La edición de este año “tomará como punto de partida el borde, el límite, atendiendo a los tránsitos humanos generados en nuestra sociedad contemporánea. Nos centraremos en esos tránsitos que nos hacen pensar y repensarnos en nuestras identidades asumidas, que nos colocan frente al otro: el refugiado, el migrante, el delincuente, el preso, el ‘distinto’”, se informa en el sitio http://tfmuruguay.blogspot.com.uy. Como destaques de la programación se pueden mencionar la presencia de la cantante española Queyi en la apertura (que se llevará a cabo en el teatro Florencio Sánchez, el miércoles de la semana próxima a las 15.00); el trabajo de las brasileñas ¿Hay Violencia en el Silencio?, dirigido por Nirlyn Seijas, que se ensambla con el laboratorio que ellas van a conducir; y Sensación cuarteto, dirigida por Guillermo Baldo, interesante trabajo de alguien que ha participado en todas las ediciones anteriores del festival y que está muy comprometido con el proyecto.

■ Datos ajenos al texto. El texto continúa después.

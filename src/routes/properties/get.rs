use actix_web::http::header::ContentType;
use actix_web::web;
use actix_web::HttpResponse;

use crate::widget::Widget;

/// `GET /properties/preview`
pub async fn properties_preview(widget: web::Data<Widget>) -> HttpResponse {
    HttpResponse::Ok()
        .content_type(ContentType::html())
        .body(widget.properties_preview())
}
mod health_check;
mod properties;
mod subscribe;

pub use health_check::*;
pub use properties::*;
pub use subscribe::*;
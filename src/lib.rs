pub mod collaborators;
pub mod configuration;
pub mod coordinator;
pub mod domain;
pub mod mailchimp_client;
pub mod routes;
pub mod schema_cache;
pub mod startup;
pub mod telemetry;
pub mod utils;
pub mod widget;
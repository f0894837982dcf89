use validator::ValidateEmail;

#[derive(Debug, Clone, PartialEq, Eq)]
/// An address that passed `validator`'s email check. Only ever built with
/// `SubscriberEmail::parse`, so anything holding one can hand it straight to
/// Mailchimp.
pub struct SubscriberEmail(String);

impl SubscriberEmail {
    pub fn parse(email: String) -> Result<Self, String> {
        // surrounding whitespace is a copy-paste artifact, not part of the address
        let email = email.trim().to_string();
        ValidateEmail::validate_email(&email)
            .then_some(Self(email.clone()))
            .ok_or(format!("Invalid email: {email:?}"))
    }
}

impl AsRef<str> for SubscriberEmail {
    fn as_ref(&self) -> &str { &self.0 }
}

impl std::fmt::Display for SubscriberEmail {
    fn fmt(
        &self,
        f: &mut std::fmt::Formatter<'_>,
    ) -> std::fmt::Result {
        self.0.fmt(f)
    }
}
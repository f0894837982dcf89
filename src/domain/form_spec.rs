use std::collections::HashMap;

use super::FieldType;
use super::ListSchema;
use super::EMAIL_TAG;
use crate::collaborators::Translator;

#[derive(Debug, Clone, Copy, PartialEq, Eq)]
pub enum FieldKind {
    Email,
    Text,
}

/// One input of the rendered signup form
#[derive(Debug, Clone, PartialEq, Eq)]
pub struct FieldSpec {
    /// Form input name; always the merge field tag
    pub name: String,
    pub label: String,
    pub kind: FieldKind,
    pub required: bool,
    pub default_value: Option<String>,
}

impl FieldSpec {
    pub fn is_email(&self) -> bool { self.name == EMAIL_TAG }
}

/// `label.mailchimp.first_name` for a field called "First Name"
fn label_key(display_name: &str) -> String {
    format!(
        "label.mailchimp.{}",
        display_name.to_lowercase().replace(' ', "_")
    )
}

/// Form definition for a list: the mandatory email input first, then every
/// visible text/email merge field in schema order. `defaults` (usually the
/// query string) pre-fills inputs by tag.
///
/// Labels fall back to the raw tag when there is no translation; a missing
/// translation should never keep the form from rendering.
pub fn build_form_spec(
    schema: &ListSchema,
    translator: &dyn Translator,
    defaults: &HashMap<String, String>,
) -> Vec<FieldSpec> {
    let email = FieldSpec {
        name: EMAIL_TAG.to_string(),
        label: translator
            .translate("label.mailchimp.email", &[])
            .unwrap_or_else(|| EMAIL_TAG.to_string()),
        kind: FieldKind::Email,
        required: true,
        default_value: defaults.get(EMAIL_TAG).cloned(),
    };

    let merge_fields = schema
        .fields()
        .iter()
        // the list's own EMAIL field is the one prepended above
        .filter(|f| f.visible && f.field_type.is_renderable() && f.tag != EMAIL_TAG)
        .map(|f| FieldSpec {
            name: f.tag.clone(),
            label: translator
                .translate(&label_key(&f.display_name), &[])
                .unwrap_or_else(|| f.tag.clone()),
            kind: match f.field_type {
                FieldType::Email => FieldKind::Email,
                _ => FieldKind::Text,
            },
            required: f.required,
            default_value: defaults.get(&f.tag).cloned(),
        });

    std::iter::once(email).chain(merge_fields).collect()
}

También se presentará una propuesta mexicana de instalación/ intervención: Sin Ítaca. Desde la escena nacional, habrá una intervención del espacio del parador con músicos y VJ llamada Chino+Fyslab, y en el cierre se presentará la banda cerrense Rústika. Está abierta hasta el 1º de noviembre la convocatoria a participar en los talleres internacionales que se realizarán en el marco del festival, todos ellos gratuitos.